Real estate in divorce

The Marital Residence

When neither party desires to keep their marital residence, the process for dealing with the home in a divorce is straight-forward. The home is listed for sale and the net sales proceeds are distributed. This distribution can be split evenly between the spouses, one spouse can receive all the proceeds or a greater share than the other, or the proceeds can be used to pay off debts before being split between the spouses.

In addition to how you divide the net sales proceeds from your home, you will want to take into account issues such as who gets to live in the home while it is listed for sale, who pays the mortgage during the sale, how repairs are handled, will there be reimbursement for mortgage payments or repairs, and what happens if spouses cannot agree on a sales price. However, if one or both parties desire to keep the home it can become more complex.

First the home value will need to be determined. Sources used can be a tax appraisal values or listings on real estate websites, such as Zillow or Redfin, but there will often be drastic differences between these values.

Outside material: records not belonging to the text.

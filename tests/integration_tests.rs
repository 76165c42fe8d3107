//! Integration tests for the HTTP transport using wiremock servers.

use safecall::metadata::RequestMetadata;
use safecall::{ApiError, Client, Error, ErrorCode};
use serde::{Deserialize, Serialize};
use std::time::Duration;
use wiremock::matchers::{body_json, header, method, path, query_param};
use wiremock::{Mock, MockServer, ResponseTemplate};

#[derive(Debug, Serialize, Deserialize, PartialEq)]
struct TestData {
    id: u32,
    name: String,
}

fn client_for(mock_server: &MockServer) -> Client {
    Client::builder()
        .base_url(mock_server.uri())
        .unwrap()
        .build()
        .unwrap()
}

#[tokio::test]
async fn test_successful_get_request() {
    let mock_server = MockServer::start().await;

    let response_data = TestData {
        id: 1,
        name: "Test".to_string(),
    };

    Mock::given(method("GET"))
        .and(path("/test"))
        .respond_with(ResponseTemplate::new(200).set_body_json(&response_data))
        .expect(1)
        .mount(&mock_server)
        .await;

    let client = client_for(&mock_server);
    let response = client.get::<TestData>("/test").await.unwrap();

    assert_eq!(response.data, response_data);
    assert_eq!(response.status.as_u16(), 200);
    assert!(response.raw_body.contains("\"Test\""));
}

#[tokio::test]
async fn test_successful_post_request() {
    let mock_server = MockServer::start().await;

    let request_data = TestData {
        id: 0,
        name: "New".to_string(),
    };

    let response_data = TestData {
        id: 1,
        name: "New".to_string(),
    };

    Mock::given(method("POST"))
        .and(path("/test"))
        .and(body_json(&request_data))
        .respond_with(ResponseTemplate::new(201).set_body_json(&response_data))
        .mount(&mock_server)
        .await;

    let client = client_for(&mock_server);
    let response = client
        .post::<TestData, TestData>("/test", &request_data)
        .await
        .unwrap();

    assert_eq!(response.data, response_data);
    assert_eq!(response.status.as_u16(), 201);
}

#[tokio::test]
async fn test_http_error_4xx() {
    let mock_server = MockServer::start().await;

    Mock::given(method("GET"))
        .and(path("/test"))
        .respond_with(ResponseTemplate::new(404).set_body_string("Not found"))
        .mount(&mock_server)
        .await;

    let client = client_for(&mock_server);
    let result = client.get::<TestData>("/test").await;

    match result {
        Err(Error::HttpError {
            status,
            raw_response,
            ..
        }) => {
            assert_eq!(status.as_u16(), 404);
            assert_eq!(raw_response, "Not found");
        }
        _ => panic!("Expected HttpError, got {:?}", result),
    }
}

#[tokio::test]
async fn test_http_errors_are_not_retried() {
    let mock_server = MockServer::start().await;

    Mock::given(method("GET"))
        .and(path("/test"))
        .respond_with(ResponseTemplate::new(500).set_body_string("Server error"))
        .expect(1)
        .mount(&mock_server)
        .await;

    let client = client_for(&mock_server);
    let err = client.get::<TestData>("/test").await.unwrap_err();

    assert_eq!(err.status().map(|s| s.as_u16()), Some(500));
    assert_eq!(err.raw_response(), Some("Server error"));
}

#[tokio::test]
async fn test_deserialization_error() {
    let mock_server = MockServer::start().await;

    Mock::given(method("GET"))
        .and(path("/test"))
        .respond_with(ResponseTemplate::new(200).set_body_string("invalid json"))
        .mount(&mock_server)
        .await;

    let client = client_for(&mock_server);
    let result = client.get::<TestData>("/test").await;

    match result {
        Err(Error::DeserializationFailed {
            raw_response,
            serde_error,
            status,
        }) => {
            assert_eq!(status.as_u16(), 200);
            assert_eq!(raw_response, "invalid json");
            assert!(serde_error.contains("expected"));
        }
        _ => panic!("Expected DeserializationFailed, got {:?}", result),
    }
}

#[tokio::test]
async fn test_empty_body_decodes_as_null() {
    let mock_server = MockServer::start().await;

    Mock::given(method("DELETE"))
        .and(path("/test/1"))
        .respond_with(ResponseTemplate::new(204))
        .mount(&mock_server)
        .await;

    let client = client_for(&mock_server);
    let response = client.delete::<Option<TestData>>("/test/1").await.unwrap();

    assert_eq!(response.data, None);
    assert_eq!(response.status.as_u16(), 204);
}

#[tokio::test]
async fn test_timeout_is_reported_as_timeout() {
    let mock_server = MockServer::start().await;

    Mock::given(method("GET"))
        .and(path("/slow"))
        .respond_with(
            ResponseTemplate::new(200)
                .set_body_string("{}")
                .set_delay(Duration::from_millis(500)),
        )
        .mount(&mock_server)
        .await;

    let client = Client::builder()
        .base_url(mock_server.uri())
        .unwrap()
        .timeout(Duration::from_millis(50))
        .build()
        .unwrap();

    let err = client.get::<serde_json::Value>("/slow").await.unwrap_err();
    assert!(matches!(err, Error::Timeout), "got {:?}", err);

    let resolved = ApiError::from(err);
    assert_eq!(resolved.status(), 408);
    assert_eq!(resolved.code(), Some(&ErrorCode::RequestTimeout));
}

#[tokio::test]
async fn test_connection_refused_is_network_error() {
    // Nothing listens on a port released right after binding.
    let listener = std::net::TcpListener::bind("127.0.0.1:0").unwrap();
    let uri = format!("http://{}", listener.local_addr().unwrap());
    drop(listener);

    let client = Client::builder().base_url(uri).unwrap().build().unwrap();
    let err = client.get::<serde_json::Value>("/test").await.unwrap_err();
    assert!(matches!(err, Error::Network(_)), "got {:?}", err);

    let resolved = ApiError::from(err);
    assert_eq!(resolved.status(), 0);
    assert_eq!(resolved.code(), Some(&ErrorCode::FetchError));
}

#[tokio::test]
async fn test_default_headers() {
    let mock_server = MockServer::start().await;

    Mock::given(method("GET"))
        .and(path("/test"))
        .and(header("authorization", "Bearer secret"))
        .and(header("x-client", "safecall-tests"))
        .respond_with(ResponseTemplate::new(200).set_body_json(serde_json::json!({})))
        .expect(1)
        .mount(&mock_server)
        .await;

    let client = Client::builder()
        .base_url(mock_server.uri())
        .unwrap()
        .bearer_auth("secret")
        .unwrap()
        .default_header("X-Client", "safecall-tests")
        .unwrap()
        .build()
        .unwrap();

    client.get::<serde_json::Value>("/test").await.unwrap();
}

#[tokio::test]
async fn test_request_headers_and_query_parameters() {
    let mock_server = MockServer::start().await;

    Mock::given(method("GET"))
        .and(path("/search"))
        .and(query_param("email", "a@example.com"))
        .and(header("x-trace", "abc"))
        .respond_with(ResponseTemplate::new(200).set_body_json(Vec::<TestData>::new()))
        .expect(1)
        .mount(&mock_server)
        .await;

    let client = client_for(&mock_server);
    let metadata = RequestMetadata::new(http::Method::GET, "/search")
        .with_query_param("email", "a@example.com")
        .with_header("X-Trace", "abc")
        .unwrap();

    let response = client
        .call::<(), Vec<TestData>>(metadata, None)
        .await
        .unwrap();
    assert!(response.data.is_empty());
}

#[tokio::test]
async fn test_base_url_path_is_preserved() {
    let mock_server = MockServer::start().await;

    Mock::given(method("PUT"))
        .and(path("/api/v1/test/3"))
        .respond_with(ResponseTemplate::new(200).set_body_json(TestData {
            id: 3,
            name: "Put".to_string(),
        }))
        .mount(&mock_server)
        .await;

    let client = Client::builder()
        .base_url(format!("{}/api/v1", mock_server.uri()))
        .unwrap()
        .build()
        .unwrap();

    let response = client
        .put::<_, TestData>("test/3", &serde_json::json!({ "name": "Put" }))
        .await
        .unwrap();
    assert_eq!(response.data.id, 3);
    assert_eq!(response.header("content-type"), Some("application/json"));
}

If only one party desires to keep the home, it is common for that party to value the home at a lower amount and the other party value it at a higher amount. When this happens sometimes an appraisal may be necessary to bridge the gap and assess a value for property division. As part of property division, the spouse who does not desire to keep the home is often compensated for their share of equity by receiving other community assets or taking on less debt.

Separate Property Real Estate

If one spouse owned your home prior to marriage and they did not transfer their ownership interest in the home during the marriage, then the home is considered that party’s separate property and the court cannot divest that spouse of their separate property.

However, the community estate may have a claim to equity in the home if community funds were used to pay the mortgage or for remodeling. When community funds go directly to increasing a home’s equity then a reimbursement claim can arise. However, equity increases due solely to market conditions are not subject to a reimbursement claims and will be considered separate property.